Directions for this task:
Report the tally of lines featuring the word "that" in the entries below, without anything else.

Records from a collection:
───

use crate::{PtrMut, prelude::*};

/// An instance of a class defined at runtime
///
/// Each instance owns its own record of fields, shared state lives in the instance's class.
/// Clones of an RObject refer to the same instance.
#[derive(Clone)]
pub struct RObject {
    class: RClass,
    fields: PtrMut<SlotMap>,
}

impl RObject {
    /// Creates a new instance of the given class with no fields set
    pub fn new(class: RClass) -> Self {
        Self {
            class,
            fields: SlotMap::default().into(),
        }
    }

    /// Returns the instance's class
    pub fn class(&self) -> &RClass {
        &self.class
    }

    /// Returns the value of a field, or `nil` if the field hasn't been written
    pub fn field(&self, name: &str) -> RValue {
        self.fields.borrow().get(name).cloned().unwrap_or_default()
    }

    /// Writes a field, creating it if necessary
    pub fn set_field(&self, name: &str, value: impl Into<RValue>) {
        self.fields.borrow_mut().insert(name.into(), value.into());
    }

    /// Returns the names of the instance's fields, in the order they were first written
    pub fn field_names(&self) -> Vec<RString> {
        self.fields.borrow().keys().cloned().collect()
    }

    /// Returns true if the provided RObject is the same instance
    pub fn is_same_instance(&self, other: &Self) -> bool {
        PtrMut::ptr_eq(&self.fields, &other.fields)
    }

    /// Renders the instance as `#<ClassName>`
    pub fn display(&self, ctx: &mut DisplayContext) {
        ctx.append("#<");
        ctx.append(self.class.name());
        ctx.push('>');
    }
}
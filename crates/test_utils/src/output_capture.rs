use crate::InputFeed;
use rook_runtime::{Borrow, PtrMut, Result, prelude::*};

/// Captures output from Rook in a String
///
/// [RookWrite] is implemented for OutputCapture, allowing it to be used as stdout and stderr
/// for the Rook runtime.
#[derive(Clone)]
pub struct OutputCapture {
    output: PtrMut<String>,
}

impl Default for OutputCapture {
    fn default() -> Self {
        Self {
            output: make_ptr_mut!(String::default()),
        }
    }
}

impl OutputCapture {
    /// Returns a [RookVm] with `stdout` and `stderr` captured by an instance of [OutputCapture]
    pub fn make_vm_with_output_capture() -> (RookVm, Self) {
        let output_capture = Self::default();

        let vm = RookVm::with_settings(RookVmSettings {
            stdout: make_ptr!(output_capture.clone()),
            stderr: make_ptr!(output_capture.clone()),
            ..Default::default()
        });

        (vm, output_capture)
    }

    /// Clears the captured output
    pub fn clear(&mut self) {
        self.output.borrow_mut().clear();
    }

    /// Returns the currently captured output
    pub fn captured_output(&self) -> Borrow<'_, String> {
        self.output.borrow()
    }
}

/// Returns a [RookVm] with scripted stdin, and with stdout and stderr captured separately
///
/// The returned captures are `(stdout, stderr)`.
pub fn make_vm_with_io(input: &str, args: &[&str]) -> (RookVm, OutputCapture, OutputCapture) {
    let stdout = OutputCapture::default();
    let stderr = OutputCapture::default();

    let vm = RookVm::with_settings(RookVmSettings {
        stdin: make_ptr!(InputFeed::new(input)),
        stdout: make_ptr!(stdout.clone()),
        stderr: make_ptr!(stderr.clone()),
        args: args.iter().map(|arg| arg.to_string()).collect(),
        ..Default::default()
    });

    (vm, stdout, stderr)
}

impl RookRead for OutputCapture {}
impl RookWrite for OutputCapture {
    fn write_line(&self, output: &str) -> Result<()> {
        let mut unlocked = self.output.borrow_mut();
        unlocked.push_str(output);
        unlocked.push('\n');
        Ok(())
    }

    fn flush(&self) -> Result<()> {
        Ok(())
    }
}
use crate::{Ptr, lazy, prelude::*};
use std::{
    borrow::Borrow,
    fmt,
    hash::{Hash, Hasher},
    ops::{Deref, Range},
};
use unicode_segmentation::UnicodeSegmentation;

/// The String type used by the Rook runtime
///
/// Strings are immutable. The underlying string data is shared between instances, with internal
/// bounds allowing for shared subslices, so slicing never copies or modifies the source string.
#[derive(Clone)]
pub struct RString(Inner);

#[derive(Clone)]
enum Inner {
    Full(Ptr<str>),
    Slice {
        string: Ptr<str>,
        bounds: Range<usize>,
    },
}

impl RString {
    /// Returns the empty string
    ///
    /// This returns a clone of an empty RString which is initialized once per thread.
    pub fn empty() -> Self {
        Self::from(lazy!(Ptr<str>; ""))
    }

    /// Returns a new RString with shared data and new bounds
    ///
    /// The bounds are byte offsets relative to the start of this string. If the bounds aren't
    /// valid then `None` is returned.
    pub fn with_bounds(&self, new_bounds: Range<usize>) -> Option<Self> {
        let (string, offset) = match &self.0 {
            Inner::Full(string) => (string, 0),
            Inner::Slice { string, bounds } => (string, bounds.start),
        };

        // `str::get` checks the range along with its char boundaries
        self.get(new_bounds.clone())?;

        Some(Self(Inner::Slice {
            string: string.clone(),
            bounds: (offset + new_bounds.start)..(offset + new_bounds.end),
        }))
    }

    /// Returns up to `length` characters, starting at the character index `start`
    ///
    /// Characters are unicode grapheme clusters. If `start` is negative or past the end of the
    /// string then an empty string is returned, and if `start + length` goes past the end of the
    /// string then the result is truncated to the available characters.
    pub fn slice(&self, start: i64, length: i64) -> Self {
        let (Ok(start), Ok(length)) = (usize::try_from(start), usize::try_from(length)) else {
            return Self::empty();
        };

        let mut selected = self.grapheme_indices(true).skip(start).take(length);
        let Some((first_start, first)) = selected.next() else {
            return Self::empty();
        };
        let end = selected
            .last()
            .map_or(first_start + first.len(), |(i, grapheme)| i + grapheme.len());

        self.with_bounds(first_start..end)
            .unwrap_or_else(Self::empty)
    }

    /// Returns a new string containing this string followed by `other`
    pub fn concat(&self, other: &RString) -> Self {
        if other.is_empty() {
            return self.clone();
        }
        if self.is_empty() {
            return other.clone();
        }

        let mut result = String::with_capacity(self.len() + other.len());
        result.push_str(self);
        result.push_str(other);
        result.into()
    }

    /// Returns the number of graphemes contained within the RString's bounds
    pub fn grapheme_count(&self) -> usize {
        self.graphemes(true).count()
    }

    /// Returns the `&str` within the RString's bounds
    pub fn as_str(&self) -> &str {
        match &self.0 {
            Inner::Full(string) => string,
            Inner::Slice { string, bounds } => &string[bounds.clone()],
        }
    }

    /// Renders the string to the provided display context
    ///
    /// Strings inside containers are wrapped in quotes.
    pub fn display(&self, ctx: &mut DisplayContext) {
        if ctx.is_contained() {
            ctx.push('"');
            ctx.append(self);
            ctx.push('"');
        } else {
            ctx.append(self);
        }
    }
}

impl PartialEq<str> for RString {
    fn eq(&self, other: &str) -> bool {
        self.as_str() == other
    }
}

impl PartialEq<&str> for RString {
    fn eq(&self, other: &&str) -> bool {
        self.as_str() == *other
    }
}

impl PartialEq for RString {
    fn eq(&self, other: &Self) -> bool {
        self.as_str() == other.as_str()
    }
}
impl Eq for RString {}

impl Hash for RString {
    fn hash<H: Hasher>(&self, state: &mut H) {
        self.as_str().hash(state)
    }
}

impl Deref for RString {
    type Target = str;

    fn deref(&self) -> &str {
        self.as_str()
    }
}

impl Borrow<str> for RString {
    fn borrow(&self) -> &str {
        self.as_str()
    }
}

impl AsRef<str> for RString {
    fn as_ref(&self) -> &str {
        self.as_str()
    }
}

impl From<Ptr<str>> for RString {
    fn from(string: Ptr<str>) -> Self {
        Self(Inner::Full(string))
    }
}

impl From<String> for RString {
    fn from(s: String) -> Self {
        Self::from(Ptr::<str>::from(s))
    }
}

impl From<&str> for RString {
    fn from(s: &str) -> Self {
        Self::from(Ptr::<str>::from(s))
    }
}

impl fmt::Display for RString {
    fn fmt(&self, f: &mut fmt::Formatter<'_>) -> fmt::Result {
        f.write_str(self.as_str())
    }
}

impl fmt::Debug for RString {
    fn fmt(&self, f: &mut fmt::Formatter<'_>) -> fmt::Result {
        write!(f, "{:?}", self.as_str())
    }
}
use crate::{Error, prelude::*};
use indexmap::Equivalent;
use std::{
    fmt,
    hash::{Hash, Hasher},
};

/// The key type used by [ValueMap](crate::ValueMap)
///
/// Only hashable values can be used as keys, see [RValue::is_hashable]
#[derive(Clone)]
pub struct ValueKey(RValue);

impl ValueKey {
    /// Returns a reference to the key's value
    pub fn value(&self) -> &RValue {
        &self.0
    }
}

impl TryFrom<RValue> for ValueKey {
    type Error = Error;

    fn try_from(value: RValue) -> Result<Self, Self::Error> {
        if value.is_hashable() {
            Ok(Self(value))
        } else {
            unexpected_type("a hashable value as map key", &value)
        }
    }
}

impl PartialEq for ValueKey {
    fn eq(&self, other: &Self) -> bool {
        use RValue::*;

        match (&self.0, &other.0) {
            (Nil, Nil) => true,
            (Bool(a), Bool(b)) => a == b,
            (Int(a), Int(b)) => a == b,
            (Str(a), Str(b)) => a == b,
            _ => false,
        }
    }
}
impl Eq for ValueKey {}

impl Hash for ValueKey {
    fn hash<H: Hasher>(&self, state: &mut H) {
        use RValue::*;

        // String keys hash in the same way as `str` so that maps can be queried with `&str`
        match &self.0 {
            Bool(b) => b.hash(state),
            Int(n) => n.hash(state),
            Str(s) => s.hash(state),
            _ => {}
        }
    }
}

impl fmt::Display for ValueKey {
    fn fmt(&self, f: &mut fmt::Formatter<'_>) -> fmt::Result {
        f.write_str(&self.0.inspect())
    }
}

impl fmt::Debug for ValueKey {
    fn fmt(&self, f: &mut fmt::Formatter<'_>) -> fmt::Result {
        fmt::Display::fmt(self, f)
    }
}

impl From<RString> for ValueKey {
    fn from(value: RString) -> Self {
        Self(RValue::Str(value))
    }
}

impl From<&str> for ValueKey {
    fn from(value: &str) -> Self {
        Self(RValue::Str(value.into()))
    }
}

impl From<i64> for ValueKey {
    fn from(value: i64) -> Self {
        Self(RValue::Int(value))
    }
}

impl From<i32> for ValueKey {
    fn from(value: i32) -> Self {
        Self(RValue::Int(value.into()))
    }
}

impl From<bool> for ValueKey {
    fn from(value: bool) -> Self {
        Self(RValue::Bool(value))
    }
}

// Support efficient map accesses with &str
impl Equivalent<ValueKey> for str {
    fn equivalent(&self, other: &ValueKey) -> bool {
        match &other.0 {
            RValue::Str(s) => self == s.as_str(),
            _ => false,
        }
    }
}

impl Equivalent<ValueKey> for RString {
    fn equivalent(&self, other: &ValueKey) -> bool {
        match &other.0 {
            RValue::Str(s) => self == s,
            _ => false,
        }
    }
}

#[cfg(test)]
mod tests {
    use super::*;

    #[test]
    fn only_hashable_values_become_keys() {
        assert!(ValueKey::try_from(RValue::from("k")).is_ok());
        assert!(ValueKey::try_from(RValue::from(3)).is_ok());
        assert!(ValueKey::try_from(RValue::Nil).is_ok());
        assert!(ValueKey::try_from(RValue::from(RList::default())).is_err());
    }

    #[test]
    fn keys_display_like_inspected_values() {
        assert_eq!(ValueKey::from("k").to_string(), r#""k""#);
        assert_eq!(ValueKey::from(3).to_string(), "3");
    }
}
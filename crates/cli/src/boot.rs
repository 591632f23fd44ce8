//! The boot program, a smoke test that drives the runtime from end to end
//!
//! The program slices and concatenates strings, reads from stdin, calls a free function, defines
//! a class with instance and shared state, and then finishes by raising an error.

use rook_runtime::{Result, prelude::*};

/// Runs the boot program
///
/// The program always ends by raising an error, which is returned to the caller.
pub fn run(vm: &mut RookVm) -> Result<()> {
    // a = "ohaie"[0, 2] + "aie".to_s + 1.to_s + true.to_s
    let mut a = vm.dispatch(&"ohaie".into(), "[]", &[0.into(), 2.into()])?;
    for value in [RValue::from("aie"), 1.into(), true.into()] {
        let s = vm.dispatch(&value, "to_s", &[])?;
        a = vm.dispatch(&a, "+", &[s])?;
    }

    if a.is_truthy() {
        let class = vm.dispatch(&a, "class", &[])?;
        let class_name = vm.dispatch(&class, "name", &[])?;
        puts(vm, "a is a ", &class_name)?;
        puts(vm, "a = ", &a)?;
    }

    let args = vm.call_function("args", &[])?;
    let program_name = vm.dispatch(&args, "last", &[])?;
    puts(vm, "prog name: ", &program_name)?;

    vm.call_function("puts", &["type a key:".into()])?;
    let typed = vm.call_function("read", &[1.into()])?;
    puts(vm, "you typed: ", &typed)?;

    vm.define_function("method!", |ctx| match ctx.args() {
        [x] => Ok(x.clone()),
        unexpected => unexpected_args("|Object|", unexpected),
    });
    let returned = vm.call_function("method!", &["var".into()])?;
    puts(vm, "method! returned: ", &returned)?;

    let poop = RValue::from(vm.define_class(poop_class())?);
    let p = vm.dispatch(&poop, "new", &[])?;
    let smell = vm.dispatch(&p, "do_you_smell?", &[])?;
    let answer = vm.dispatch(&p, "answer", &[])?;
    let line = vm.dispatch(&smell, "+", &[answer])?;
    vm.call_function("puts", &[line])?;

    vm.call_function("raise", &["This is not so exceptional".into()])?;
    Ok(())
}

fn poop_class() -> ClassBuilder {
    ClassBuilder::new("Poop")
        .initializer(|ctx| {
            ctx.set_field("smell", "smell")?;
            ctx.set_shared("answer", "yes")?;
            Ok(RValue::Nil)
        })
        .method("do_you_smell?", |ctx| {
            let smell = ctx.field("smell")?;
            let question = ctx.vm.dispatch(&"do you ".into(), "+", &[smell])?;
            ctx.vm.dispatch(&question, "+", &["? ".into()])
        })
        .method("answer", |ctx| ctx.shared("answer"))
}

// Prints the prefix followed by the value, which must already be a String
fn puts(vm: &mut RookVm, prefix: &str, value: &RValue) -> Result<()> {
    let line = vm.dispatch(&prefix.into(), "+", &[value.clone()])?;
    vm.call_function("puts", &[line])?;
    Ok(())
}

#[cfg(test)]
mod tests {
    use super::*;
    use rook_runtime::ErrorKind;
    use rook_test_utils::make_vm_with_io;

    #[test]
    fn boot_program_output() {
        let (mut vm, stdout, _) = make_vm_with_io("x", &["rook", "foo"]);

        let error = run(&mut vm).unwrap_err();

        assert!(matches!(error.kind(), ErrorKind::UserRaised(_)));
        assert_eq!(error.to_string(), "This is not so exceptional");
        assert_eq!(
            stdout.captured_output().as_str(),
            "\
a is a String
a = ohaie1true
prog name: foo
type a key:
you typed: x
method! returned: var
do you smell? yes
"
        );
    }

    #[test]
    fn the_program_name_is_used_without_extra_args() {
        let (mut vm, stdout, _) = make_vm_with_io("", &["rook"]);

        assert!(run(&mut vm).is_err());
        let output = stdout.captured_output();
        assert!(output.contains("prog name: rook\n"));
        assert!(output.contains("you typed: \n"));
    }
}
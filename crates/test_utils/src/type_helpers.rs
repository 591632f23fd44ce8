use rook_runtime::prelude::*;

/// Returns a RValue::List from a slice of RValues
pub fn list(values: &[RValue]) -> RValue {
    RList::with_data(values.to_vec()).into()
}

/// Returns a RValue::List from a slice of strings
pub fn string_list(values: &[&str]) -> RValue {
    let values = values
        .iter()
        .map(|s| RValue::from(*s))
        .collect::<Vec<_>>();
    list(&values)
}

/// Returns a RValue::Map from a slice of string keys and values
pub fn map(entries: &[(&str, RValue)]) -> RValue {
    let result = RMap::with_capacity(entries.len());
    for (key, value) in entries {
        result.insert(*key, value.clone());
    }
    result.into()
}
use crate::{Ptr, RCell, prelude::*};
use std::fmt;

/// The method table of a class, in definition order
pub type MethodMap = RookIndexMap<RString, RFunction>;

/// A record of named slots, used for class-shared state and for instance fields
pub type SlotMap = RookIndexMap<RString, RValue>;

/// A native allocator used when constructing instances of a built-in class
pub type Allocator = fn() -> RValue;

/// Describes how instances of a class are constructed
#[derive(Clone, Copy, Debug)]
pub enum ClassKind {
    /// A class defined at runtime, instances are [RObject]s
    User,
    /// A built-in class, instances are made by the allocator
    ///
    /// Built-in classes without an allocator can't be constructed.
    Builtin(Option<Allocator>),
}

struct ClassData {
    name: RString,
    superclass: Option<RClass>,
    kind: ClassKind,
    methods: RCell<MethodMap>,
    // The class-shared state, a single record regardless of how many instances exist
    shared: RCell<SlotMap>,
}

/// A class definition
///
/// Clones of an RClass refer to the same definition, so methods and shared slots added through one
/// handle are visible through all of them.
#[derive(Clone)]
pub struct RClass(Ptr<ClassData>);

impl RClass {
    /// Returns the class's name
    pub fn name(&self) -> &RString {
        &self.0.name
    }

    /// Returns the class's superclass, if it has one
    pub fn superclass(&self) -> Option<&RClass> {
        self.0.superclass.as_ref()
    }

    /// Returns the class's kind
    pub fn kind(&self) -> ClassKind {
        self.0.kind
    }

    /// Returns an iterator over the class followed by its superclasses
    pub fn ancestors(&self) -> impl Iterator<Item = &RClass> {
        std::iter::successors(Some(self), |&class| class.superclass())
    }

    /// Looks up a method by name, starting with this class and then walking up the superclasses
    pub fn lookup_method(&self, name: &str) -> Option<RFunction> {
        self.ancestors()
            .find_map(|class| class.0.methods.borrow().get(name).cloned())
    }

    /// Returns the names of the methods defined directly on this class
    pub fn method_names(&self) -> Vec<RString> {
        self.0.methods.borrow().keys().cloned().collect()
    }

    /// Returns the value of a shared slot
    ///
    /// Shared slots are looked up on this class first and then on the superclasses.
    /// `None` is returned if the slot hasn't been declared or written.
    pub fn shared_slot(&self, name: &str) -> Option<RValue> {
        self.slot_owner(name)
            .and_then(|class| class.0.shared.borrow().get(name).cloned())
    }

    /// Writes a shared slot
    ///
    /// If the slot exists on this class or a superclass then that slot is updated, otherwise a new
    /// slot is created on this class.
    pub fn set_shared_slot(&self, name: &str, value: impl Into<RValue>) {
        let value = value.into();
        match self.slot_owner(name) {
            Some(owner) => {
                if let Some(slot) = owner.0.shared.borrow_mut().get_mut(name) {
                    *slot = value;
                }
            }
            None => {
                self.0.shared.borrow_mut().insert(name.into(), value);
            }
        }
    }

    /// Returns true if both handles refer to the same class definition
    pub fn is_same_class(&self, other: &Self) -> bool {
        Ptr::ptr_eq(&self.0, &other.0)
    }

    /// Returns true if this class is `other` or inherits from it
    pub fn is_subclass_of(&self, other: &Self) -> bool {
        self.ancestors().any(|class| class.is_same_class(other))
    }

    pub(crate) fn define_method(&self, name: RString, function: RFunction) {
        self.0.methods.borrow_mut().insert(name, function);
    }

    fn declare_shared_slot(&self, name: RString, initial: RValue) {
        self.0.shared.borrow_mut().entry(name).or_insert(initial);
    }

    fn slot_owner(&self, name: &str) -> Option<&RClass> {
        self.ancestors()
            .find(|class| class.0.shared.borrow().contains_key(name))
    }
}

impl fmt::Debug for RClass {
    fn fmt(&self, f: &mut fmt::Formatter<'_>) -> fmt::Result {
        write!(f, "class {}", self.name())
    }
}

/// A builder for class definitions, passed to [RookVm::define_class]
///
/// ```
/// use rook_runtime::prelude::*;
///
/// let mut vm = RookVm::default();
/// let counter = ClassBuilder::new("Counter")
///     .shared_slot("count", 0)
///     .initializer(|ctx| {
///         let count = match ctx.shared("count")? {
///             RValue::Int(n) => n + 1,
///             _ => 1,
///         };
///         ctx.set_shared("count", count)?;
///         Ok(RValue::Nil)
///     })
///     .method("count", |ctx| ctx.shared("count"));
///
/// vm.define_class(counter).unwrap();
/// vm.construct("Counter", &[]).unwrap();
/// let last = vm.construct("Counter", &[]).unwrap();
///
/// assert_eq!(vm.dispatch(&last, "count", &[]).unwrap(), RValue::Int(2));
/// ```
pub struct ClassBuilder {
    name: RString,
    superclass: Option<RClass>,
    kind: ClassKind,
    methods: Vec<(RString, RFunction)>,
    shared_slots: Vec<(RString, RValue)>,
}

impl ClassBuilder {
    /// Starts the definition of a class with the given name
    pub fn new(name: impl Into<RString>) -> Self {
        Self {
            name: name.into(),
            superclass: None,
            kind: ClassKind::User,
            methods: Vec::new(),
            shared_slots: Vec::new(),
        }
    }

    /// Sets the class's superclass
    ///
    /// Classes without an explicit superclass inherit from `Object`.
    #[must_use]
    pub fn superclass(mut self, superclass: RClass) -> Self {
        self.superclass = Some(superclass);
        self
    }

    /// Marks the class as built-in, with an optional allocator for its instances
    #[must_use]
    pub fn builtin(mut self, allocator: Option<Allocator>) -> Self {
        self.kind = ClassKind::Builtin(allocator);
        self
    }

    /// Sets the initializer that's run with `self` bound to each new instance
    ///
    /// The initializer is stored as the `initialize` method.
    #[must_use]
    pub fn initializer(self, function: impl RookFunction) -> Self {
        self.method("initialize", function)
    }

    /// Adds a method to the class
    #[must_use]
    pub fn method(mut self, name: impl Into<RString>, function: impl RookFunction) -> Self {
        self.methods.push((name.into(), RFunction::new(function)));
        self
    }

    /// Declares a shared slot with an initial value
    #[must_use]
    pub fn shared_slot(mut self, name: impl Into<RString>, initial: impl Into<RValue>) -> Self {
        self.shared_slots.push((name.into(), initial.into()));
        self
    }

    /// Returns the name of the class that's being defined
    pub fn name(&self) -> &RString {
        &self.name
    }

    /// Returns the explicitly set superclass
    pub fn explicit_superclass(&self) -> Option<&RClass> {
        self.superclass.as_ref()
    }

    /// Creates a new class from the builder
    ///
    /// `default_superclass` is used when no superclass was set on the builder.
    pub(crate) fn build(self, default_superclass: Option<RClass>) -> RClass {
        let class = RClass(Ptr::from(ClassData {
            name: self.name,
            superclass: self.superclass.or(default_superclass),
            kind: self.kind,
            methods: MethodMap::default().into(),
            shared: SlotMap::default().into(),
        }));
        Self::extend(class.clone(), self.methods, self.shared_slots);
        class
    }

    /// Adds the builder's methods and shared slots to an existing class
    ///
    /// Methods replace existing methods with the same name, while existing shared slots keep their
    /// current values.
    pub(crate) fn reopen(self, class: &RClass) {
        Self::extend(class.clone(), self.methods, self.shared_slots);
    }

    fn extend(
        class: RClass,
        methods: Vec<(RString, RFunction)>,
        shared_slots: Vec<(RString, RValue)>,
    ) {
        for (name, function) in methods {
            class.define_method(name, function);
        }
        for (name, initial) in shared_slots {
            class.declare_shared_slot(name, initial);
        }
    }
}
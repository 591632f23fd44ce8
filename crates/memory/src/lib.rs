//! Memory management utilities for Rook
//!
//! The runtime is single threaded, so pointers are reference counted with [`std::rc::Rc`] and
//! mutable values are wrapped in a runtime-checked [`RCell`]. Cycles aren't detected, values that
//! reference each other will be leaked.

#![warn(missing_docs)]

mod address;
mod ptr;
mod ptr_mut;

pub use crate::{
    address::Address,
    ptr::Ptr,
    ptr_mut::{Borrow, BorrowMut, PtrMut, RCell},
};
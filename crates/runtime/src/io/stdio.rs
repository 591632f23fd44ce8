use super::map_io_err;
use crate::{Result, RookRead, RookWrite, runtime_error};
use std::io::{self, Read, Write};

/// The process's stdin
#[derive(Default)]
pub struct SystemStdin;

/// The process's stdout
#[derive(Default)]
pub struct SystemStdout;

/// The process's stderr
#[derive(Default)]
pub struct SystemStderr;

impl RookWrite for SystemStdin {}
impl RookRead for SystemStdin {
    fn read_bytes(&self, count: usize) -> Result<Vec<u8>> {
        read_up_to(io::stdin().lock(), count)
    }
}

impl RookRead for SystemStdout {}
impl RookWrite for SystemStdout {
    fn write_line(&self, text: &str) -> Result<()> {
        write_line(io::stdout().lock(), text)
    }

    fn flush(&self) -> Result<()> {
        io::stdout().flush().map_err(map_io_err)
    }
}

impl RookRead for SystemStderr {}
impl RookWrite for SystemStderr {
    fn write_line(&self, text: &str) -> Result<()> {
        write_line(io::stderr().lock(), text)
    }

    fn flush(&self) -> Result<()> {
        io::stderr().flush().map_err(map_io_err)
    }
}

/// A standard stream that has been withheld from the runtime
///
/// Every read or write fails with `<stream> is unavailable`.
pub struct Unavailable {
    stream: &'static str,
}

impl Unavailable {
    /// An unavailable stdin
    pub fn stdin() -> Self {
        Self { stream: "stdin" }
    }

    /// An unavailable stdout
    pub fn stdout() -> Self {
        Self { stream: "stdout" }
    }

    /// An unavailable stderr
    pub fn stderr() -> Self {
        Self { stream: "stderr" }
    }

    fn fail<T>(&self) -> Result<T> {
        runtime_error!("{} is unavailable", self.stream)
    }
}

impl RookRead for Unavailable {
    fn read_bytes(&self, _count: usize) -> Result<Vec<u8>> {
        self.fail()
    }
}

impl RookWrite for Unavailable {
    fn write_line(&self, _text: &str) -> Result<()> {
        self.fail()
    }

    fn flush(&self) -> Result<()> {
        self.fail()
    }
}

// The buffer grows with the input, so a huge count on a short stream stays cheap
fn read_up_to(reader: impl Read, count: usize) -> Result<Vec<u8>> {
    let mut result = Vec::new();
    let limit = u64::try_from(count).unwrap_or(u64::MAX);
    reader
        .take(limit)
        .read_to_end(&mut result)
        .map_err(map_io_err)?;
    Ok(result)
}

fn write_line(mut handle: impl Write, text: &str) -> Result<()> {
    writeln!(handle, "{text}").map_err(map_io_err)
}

───

Problem solution:
7